Nature Photography
Everyone
loves to take their camera into the outdoors with them. For some people,
a trip to the mountains is just not the same without that through the
lens perspective.
Stretching from horizon to horizon mountains can be an exciting
challenge to capture on film. As you travel through the mountains, it
may seem a near impossible feat to transfer the sights, sounds and
smells around you onto a two dimensional photograph. In reality, you
can accomplish this by using a few of the many tools of the photographic
trade and learning to think photographically.
One of the most difficult tasks in capturing the mountains on film is
trying to squish them into the tiny viewfinder of most cameras. Since
most of us have a limited selection of lenses often only one, we must
learn to work within these limitations. The trick is to capture tiny
vignettes of the mountain environment. Don’t try to put everything in
one image. Many of the most successful photographs are those that have
been kept simple with only a few elements to compete for the eyes
attention. This is one of the toughest skills to learn as you are
surrounded by endless opportunities for great pictures. Take a few
seconds to find the one view that best describes the situation and try
to capture that scene on film. In this way you don’t spend more money
on film than you spent on your entire vacation.
Exposure
In years past, exposure was often a problem in the mountains. With
slide film it still can be. Generally, print film is much more
forgiving of incorrect exposure than slide film and so slight errors in
exposure will not affect the final print. Slides however, don’t have
the chance to be corrected during printing and so your exposure must be
bang on. How do you solve this problem. The surest way is by
experience, but since we don’t have the time to experiment we need to
find another way. If the scene is vital to your final slide show you
can try a technique known as bracketing. This means that you take a
shot at the exposure that your camera tells you is correct and then you
take two more one slightly overexposed and one slightly underexposed.

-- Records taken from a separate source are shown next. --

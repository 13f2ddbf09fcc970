//! loon-utils - Parquet / GeoJSON 파일 변환 도구 모음
//!
//! 데이터 파일을 다루는 두 개의 독립적인 CLI 도구를 제공합니다.
//!
//! # 주요 기능
//!
//! - 🧱 **컬럼 추가** (`add-parquet-col`): Parquet 파일의 모든 행에 상수 값 컬럼을 추가하여 새 파일로 저장
//! - ✂️ **GeoJSON 분할** (`split-geojsons`): FeatureCollection 파일의 각 Feature를 개별 파일로 저장
//! - ⚠️ **파일 단위 에러 처리**: 잘못된 파일 하나가 전체 작업을 멈추지 않음
//! - 🛡️ **안전한 쓰기**: 컬럼 추가 실패 시 불완전한 출력 파일을 남기지 않음
//! - 📈 **상세 통계**: 분할/건너뜀/실패 파일 수, 입출력 용량 표시
//! - 🔍 **패턴 필터링**: glob 형식의 파일 이름 필터링
//!
//! # 예제
//!
//! ```bash
//! # 컬럼 추가
//! add-parquet-col data.parquet source_tag Processed_V2 -o tagged.parquet
//!
//! # GeoJSON 분할
//! split-geojsons -i ./cells -o ./cell
//! ```

pub mod appender;
pub mod cli;
pub mod collection;
pub mod error;
pub mod logging;
pub mod pattern;
pub mod splitter;
pub mod stats;

// Re-exports for convenient access
pub use appender::{add_column, add_column_with, AppendOptions, AppendReport, ColumnValue};
pub use cli::{AppendArgs, SplitArgs, ValueKind};
pub use collection::{CollectionShape, SkipReason};
pub use error::{ErrorKind, LoonError, Result, Warning};
pub use pattern::FileFilter;
pub use splitter::{split_all, split_all_with, split_one, SplitOptions, SplitResult, SplitSummary};
pub use stats::{format_bytes, SplitStats};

In this way one of the slides should work out perfectly. I think of it
as image insurance and generally take three frames of every image I
shoot. Even the experts make mistakes and we often only get one chance
to capture an image. Just to reiterate, with print film, most of todays
cameras can provide you with an acceptable image just by following the
cameras recommendations.
Horror or horrors, you have gotten your prints back and they all look
washed out. Before you panic, take a look at your negatives. One of
the realities of most processing labs is that their equipment doesn’t
think and just spits everything out according to some preset average.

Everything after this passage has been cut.